> [Data to process]:
━━━━━━━━━━━━━━━━

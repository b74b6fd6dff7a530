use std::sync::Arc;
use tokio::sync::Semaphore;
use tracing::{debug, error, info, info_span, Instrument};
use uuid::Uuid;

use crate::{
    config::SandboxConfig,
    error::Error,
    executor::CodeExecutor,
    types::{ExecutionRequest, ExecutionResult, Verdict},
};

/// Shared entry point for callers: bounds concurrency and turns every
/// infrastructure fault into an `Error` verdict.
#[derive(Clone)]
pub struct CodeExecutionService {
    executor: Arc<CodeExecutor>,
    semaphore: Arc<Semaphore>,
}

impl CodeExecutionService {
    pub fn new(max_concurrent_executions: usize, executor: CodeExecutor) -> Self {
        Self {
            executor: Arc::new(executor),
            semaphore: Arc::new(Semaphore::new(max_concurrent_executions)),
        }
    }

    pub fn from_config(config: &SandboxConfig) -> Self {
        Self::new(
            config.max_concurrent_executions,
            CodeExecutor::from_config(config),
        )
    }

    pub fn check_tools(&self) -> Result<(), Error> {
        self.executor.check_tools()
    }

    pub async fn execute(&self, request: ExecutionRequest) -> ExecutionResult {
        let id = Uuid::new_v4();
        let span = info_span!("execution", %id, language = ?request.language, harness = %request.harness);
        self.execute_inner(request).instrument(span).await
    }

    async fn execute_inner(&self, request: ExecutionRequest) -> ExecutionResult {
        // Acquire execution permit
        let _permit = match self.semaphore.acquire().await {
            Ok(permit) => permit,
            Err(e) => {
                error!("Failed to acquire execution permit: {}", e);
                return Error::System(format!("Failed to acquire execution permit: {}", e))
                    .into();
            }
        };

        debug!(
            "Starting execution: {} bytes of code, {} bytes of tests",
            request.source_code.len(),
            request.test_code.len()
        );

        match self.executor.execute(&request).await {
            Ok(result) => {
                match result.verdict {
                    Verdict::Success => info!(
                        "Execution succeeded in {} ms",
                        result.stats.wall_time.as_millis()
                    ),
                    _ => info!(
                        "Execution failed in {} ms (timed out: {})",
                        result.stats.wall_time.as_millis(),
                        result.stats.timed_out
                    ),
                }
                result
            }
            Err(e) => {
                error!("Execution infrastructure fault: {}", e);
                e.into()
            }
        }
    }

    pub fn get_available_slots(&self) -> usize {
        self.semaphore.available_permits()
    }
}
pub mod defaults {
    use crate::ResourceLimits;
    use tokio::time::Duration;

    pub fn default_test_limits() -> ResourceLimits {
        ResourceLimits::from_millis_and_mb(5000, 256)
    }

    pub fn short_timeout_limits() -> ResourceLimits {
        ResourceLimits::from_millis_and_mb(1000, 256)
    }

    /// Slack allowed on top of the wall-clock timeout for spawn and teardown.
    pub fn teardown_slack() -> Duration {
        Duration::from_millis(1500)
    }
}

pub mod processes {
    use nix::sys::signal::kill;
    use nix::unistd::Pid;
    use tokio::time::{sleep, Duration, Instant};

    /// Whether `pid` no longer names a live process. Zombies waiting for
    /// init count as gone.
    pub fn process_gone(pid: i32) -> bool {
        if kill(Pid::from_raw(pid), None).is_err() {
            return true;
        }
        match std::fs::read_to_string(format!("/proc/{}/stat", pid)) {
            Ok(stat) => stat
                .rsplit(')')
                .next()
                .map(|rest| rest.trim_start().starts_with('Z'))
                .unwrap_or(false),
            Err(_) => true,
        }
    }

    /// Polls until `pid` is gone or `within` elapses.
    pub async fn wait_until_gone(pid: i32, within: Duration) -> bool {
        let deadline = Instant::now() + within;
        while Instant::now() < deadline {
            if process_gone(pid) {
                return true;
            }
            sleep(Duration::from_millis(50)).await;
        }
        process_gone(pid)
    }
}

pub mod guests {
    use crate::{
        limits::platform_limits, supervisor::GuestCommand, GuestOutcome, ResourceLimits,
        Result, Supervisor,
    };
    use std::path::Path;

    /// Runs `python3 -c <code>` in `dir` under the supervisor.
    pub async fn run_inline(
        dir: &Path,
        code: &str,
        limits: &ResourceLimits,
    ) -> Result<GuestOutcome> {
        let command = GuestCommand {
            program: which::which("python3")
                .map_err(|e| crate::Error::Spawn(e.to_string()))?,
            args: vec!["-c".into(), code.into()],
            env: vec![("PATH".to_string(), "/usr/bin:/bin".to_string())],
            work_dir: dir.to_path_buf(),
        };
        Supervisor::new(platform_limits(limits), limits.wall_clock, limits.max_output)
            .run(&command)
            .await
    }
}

━━━━━━━━━━━━━━━━

> [What you have to do]:
All lines from the listing above that include "usize" should be shown.

> [Answer to the exercise]:
    pub fn new(max_concurrent_executions: usize, executor: CodeExecutor) -> Self {
    pub fn get_available_slots(&self) -> usize {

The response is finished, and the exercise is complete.